A friend who works for a video hosting site called my attention to an interesting phenomenon: one of their user accounts was displaying multiple pages of classic Viagra spams, with all the usual graphics. The graphic appeared as the main item in each post (the hosting service in question accepts still images as well as video), with the text of the spam — including hashbuster text — in the description field. The post titles consisted of classic spam subject lines, such as the recently popular ‘French rock star Bertrand Cantat released from prison’ and others of that kind.

Their first thought was that someone had developed a new botnet module to target their service, but the actual explanation was almost as interesting. The service allows users to submit video by email, using a special address that incorporates a low-security password (flickr.com does something similar). The address that the user used for ‘by-mail’ posting had leaked and spambots were now targeting that address. The receiving software picked out the JPEG attachment and set it up as the main media item, copied the 'Subject:' line to the title, and dropped the text of the spam into the description field, producing perfectly formatted spam posts.

This is actually an instance of a more general case. A more common but less dramatic example are the messages we sometimes receive that consist of reams of error messages from mailing list managers; the spammer has mistakenly targeted the -request address of a mailing list manager such as Mailman, and the manager makes a valiant attempt to interpret the text of the spam as a sequence of commands, before giving up in a spew of errors.

The general case is that of email addresses being used as endpoints in an API. When someone emails a photo to their private Flickr address, or sends a request to a mailing list manager, they're accessing an application through a declared API. This is an area that's set to expand: various groups are busy working on asynchronous web services that use email instead of HTTP as a transport mechanism, taking advantage of email's built-in queuing and robust delivery mechanisms.
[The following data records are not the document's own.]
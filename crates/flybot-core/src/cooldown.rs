//! Rate limiter for repeatable actions.

use serde::{Deserialize, Serialize};

/// Slack for summed fixed steps landing a hair under the interval
/// (twelve 1/60 s steps sum to slightly less than 0.2).
const CLOCK_EPSILON: f64 = 1e-9;

/// Permits an action at most once per `interval` seconds.
///
/// Callers must feed a non-decreasing clock; a rollback trips a debug assertion.
#[derive(Debug, Clone, Copy, PartialEq, Serialize, Deserialize)]
pub struct CooldownGate {
    interval: f64,
    last_fired_at: Option<f64>,
}

impl CooldownGate {
    /// A gate that has never fired, and is therefore open.
    pub fn new(interval: f64) -> Self {
        Self {
            interval: interval.max(0.0),
            last_fired_at: None,
        }
    }

    pub fn interval(&self) -> f64 {
        self.interval
    }

    pub fn last_fired_at(&self) -> Option<f64> {
        self.last_fired_at
    }

    /// Whether an action at `now` would be permitted. Does not mutate.
    pub fn is_open(&self, now: f64) -> bool {
        match self.last_fired_at {
            None => true,
            Some(last) => {
                debug_assert!(now >= last, "cooldown clock went backwards: {now} < {last}");
                now - last + CLOCK_EPSILON >= self.interval
            }
        }
    }

    /// Record that the action happened at `now`.
    pub fn mark(&mut self, now: f64) {
        if let Some(last) = self.last_fired_at {
            debug_assert!(now >= last, "cooldown clock went backwards: {now} < {last}");
        }
        self.last_fired_at = Some(now);
    }

    /// Check and record in one step. Returns false (and changes nothing) while closed.
    pub fn try_fire(&mut self, now: f64) -> bool {
        if !self.is_open(now) {
            return false;
        }
        self.last_fired_at = Some(now);
        true
    }

    /// Seconds until the gate opens again (zero when open).
    pub fn remaining(&self, now: f64) -> f64 {
        match self.last_fired_at {
            None => 0.0,
            Some(_) if self.is_open(now) => 0.0,
            Some(last) => (self.interval - (now - last)).max(0.0),
        }
    }
}
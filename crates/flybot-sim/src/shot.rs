//! Projectile state and inbound contact events.

use std::sync::atomic::{AtomicBool, Ordering};

use glam::DVec3;

use flybot_core::tuning::ShotClass;
use flybot_core::types::{PlayerId, ShotId};

/// One-shot `Alive -> Resolved` latch.
///
/// The check and the set are a single atomic transition, so a contact that
/// re-enters delivery (or arrives from a physics substep) cannot win twice.
#[derive(Debug, Default)]
pub struct ContactLatch(AtomicBool);

impl ContactLatch {
    /// Claim the single contact. Returns true exactly once.
    pub fn try_resolve(&self) -> bool {
        self.0
            .compare_exchange(false, true, Ordering::AcqRel, Ordering::Acquire)
            .is_ok()
    }

    pub fn is_resolved(&self) -> bool {
        self.0.load(Ordering::Acquire)
    }
}

/// A live projectile.
#[derive(Debug)]
pub struct Shot {
    pub id: ShotId,
    pub class: ShotClass,
    /// Spawning pawn. Attribution only; never used to skip damage on others.
    pub instigator: hecs::Entity,
    pub instigator_player: PlayerId,
    pub velocity: DVec3,
    /// Position at the start of the last integration step (for swept tests).
    pub previous_position: DVec3,
    pub remaining_secs: f64,
    pub latch: ContactLatch,
}

impl Shot {
    pub fn health_delta(&self) -> f64 {
        self.class.health_delta
    }
}

/// A physical contact between a projectile and another actor.
///
/// Produced by the built-in overlap detector or by an external physics layer,
/// queued, and drained once at the start of the next step.
#[derive(Debug, Clone, Copy, PartialEq)]
pub struct ContactEvent {
    pub projectile: hecs::Entity,
    pub other: hecs::Entity,
    pub point: DVec3,
}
What should an application developer do to prepare for cases when an endpoint email address leaks? Leakage of email addresses in general is pretty much a case of 'when', not 'if': most people are only a few degrees of separation distant from an owned box, and all it takes is for your friend to forward that funny article you sent to all their friends, and suddenly your inbox is full of offers to enlarge your penis. Endpoint email addresses are less likely to leak, but if your application is supporting a large population of users, it's a virtual certainty that some of them will have their computers owned by a virus, at which point the spammers are going to start hitting your endpoints.

The first and must crucial thing is to make sure that the spam can't trigger an action. On the monkey and typewriter principle, sooner or later some string in a spam will be interpretable as a command, and then you're in trouble. Your best defense against that is to formalize the structure of messages and reject anything that has the wrong structure. This is actually a case where the protocol developer's guideline that you should Be conservative in what you give out, be liberal in what you accept is bad advice. Applications with email endpoints should be very conservative indeed about what they accept. An API that accepts only XML messages in a specific format is unlikely to execute a command in response to a Viagra spam; one that helpfully scans incoming messages looking for email addresses or URLs and then executes commands based on what it finds could cause you a whole world of pain.

Related to this, make sure that rejecting ill-formed input is a least-cost operation. If the application is engineered in such a way that processing the bogus messages is resource-intensive, then you have an unintended denial of service attack on your hands. Once spammers find your endpoint, they will hit it from all sides at rates that will make your eyes water. If recognizing and dumping their chaff is time- or resource-intensive, your performance will suffer. A server might take the extra load in its stride, but what if the processing ends up being done on an embedded or mobile device?

User-facing asynchronous services, like Flickr's submit-by-email, are at a disadvantage because not only do they need to accept input liberally, their endpoints are more likely to be discovered. Services where programs talk only to programs have an advantage here, because their endpoints less exposed and they can also be made computable rather than fixed. Instead of making your endpoint 'myapi@example.com', make it 'myapi-<yyyymmdd>@example.com'. The spammers aren't deliberately trying to subvert your application (other people may be, but that's a different kettle of security anxieties), so it isn't a problem if your endpoints are guessable. All you want is to be sure that an exposed address won't continue to pump ill-formed input into your API until the end of time. Using an address with a datestamp or a serial number makes it easier to dump the chaff. Another option is to have a list of 'From' addresses or IPs that are permitted to send mail to your endpoint. Don't let your application take candy from strangers.

After you've protected your application, think about how you're going to protect others. Don't spew back error messages or help files every time you get bad input. Try to determine what kind of bad input you're getting first: is it a legitimate request with minor errors, or is it spam? In the first case, an auto-reply may be appropriate. In the second, silence is the correct option. Having a whitelist of permitted senders will help you here too, because it makes it easier to decide who deserves a response and who should be ignored.

Putting a spam filter in front of your endpoint is probably not useful: filtering is likely to be resource intensive and carries the risk of false positives leading to dropped commands. In most cases, you'll do better to formalize your inputs and lock down your list of permitted correspondents.

If you're developing an API with an email endpoint, plan for spam and take appropriate defensive action. Be conservative in what you accept and in who you talk to, discard chaff as early as you can and don't generate output in response to spam.